Giudecca, l’altra Venezia La nuova enclave culturale che vive di arte e fotografia
Alla Giudecca per guardare Venezia seguendo sguardi che la stanno cambiando. Passeggiando tra gli atelier degli artisti che hanno scelto questo lembo di città come nuova terra di produzione creativa. Sono altri sguardi su Venezia lo studio di Carol Antich, quello di Debra Werblund, i quadri da indossare tricottati da Laura Mirè o la galleria Giudecca 794 dove l’arte si fa accessorio con gioielli e borse di shantung in edizione numerata. O ancora lo studio di Nicola Golea e Serena Nono. La figlia del compositore e attivista politico che ha influenzato il pensiero musicale del Novecento è una delle anime dell’archivio Luigi Nono che, fino al 31 ottobre, espone i manifesti internazionali di solidarietà politica degli anni 70: al Silos, studio-galleria dove Claudia Zuriato, pittrice, e il marito Gerhard Krammer, compositore, coniugano scultura, fotografia, pittura e installazioni.
La rigenerazione della Giudecca, iniziata quindici anni fa con la ristrutturazione del Molino Stucky, ora Hotel Hilton, sta dando i primi frutti. Residenze, attività produttive, artigianali, spazi verdi ne stanno facendo un’enclave di cultura vivente e da vivere. Nelle case abitate, o da affittare anche per un fine settimana ( airbnb.it, da 59 a 200 euro a notte) a cui si sono aggiunti palazzi nobiliari con nuove funzioni. Casa dei Tre Oci, per esempio. L’edificio neogotico è ora un campus con corsi, workshop e mostre fotografiche.

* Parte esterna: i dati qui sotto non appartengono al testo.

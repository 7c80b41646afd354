//! Wire protocol for the screener API.
//!
//! This crate defines what the client and the API server exchange:
//!
//! - **Types** ([`TokenPair`], [`Credentials`], [`MarketSnapshot`], etc.):
//!   the JSON bodies sent to and received from the REST endpoints.
//! - **Codec** ([`Codec`] trait, [`JsonCodec`]): how those bodies are
//!   converted to/from bytes.
//! - **Errors** ([`ProtocolError`]): what can go wrong during
//!   encoding/decoding.
//!
//! # Architecture
//!
//! The protocol layer sits between transport (raw HTTP bodies) and session
//! (user identity). It knows nothing about storage or views.
//!
//! ```text
//! Transport (bytes) → Protocol (TokenPair, MarketSnapshot) → Session
//! ```

mod codec;
mod error;
mod types;

pub use codec::Codec;
#[cfg(feature = "json")]
pub use codec::JsonCodec;
pub use error::ProtocolError;
pub use types::{
    BreadthIndicator, Credentials, MarketBreadth, MarketSnapshot,
    RefreshRequest, RefreshedTokens, StrategySignal, TokenPair,
};

/// Token issuance endpoint (`POST`, body [`Credentials`]).
pub const TOKEN_PATH: &str = "/api/token/";

/// Token refresh endpoint (`POST`, body [`RefreshRequest`]).
pub const TOKEN_REFRESH_PATH: &str = "/api/token/refresh/";

/// Aggregated market signals (`GET`, response [`MarketSnapshot`]).
pub const MARKET_DATA_PATH: &str = "/api/market-data/general";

Dai Tre Oci, ancora un’altra prospettiva, quella delle 25 fotografe che nella mostra Sguardo di Donna (fino all’8 dicembre) raccontano scorci della condizione umana. Venezia entra dalle finestre, con una scenografia narrante che trasporta e mette in relazione gli sguardi. I costumi recuperati dai fondi del Teatro la Fenice da Antonio
Marras, che firma l’allestimento, sono fantasmi che conducono alle sale: rosso veneziano, le pareti e i pavimenti, al primo piano; disegnate da tappezzerie abbozzate e ambientazioni settecentesche, salendo. Fino alle cavalle da teatro che non reggono quinte ma disegnano ombre. Storie evocate che nelle foto alle pareti diventano la «passione e il coraggio» del sottotitolo.
La fisicità fuori norma esibita dei personaggi di Diane Arbus, la violenza familiare colta dalle cronache e raffigurata come scene da film di Donna Ferrato, il fotogiornalismo neorealista dei riti delle invasate o delle tarantolate di Chiara Samugheo sono scatti coraggiosi. Come corrispondere a quello che si vuole diventare dei ritratti di Bettina Rheims: uomini in transizione verso la femminilità, non dolenti nonostante le garze stringano e nascondano gli attributi a cui stanno rinunciando. Passione è il richiamo alla pace di Yoko Ono e i suoi inviti-imperativi a sognare con un gigantesco «Dream» in campo bianco reiterato sui muri pubblicitari del Veneto. Storie inedite sono gli sguardi di Ezra Pound in ciabatte fissato dall’obiettivo di Lisetta Carmi. O i frammenti di corpi ricoperti da calligrafie parsi di Shirin Neshat, esposte alla Biennale nel ‘95, a Venezia oggi che la cronaca ci ha insegnato a decodificarne il segno politico. I Soliloquy di Sam Taylor-Johnson, riflessioni sulle tribolazioni in cui le predelle rinascimentali ispirano la composizione. La militanza fotografica di Letizia Battaglia, le narrazioni sulle identità di Sophie Calle, sono storie che ogni fotografa ha costruito. E che si ritrovano negli armadi da teatro in cui le opere «volano» lasciando le pareti: Yelena Yemchuk dialoga con Zanele Muholi, Martina Bacigalupo con Tacey Rose. «Sono sguardi che chiedono attenzione — dice Francesca Alfano Miglietti, curatrice della mostra —. Più che essere guardati, stanno con il visitatore, insegnandogli a guardare. E continuano a insegnarglielo anche passeggiando sulle fondamenta».
Alla Giudecca, dove il nuovo creativo avanza e il quotidiano del passato resta nei riti degli abitanti, alla salumeria degli Eredi Cirillo Toffoli, dove la signora Maria, pesa formaggi di capra e di pecora di alta qualità a prezzi «antichi».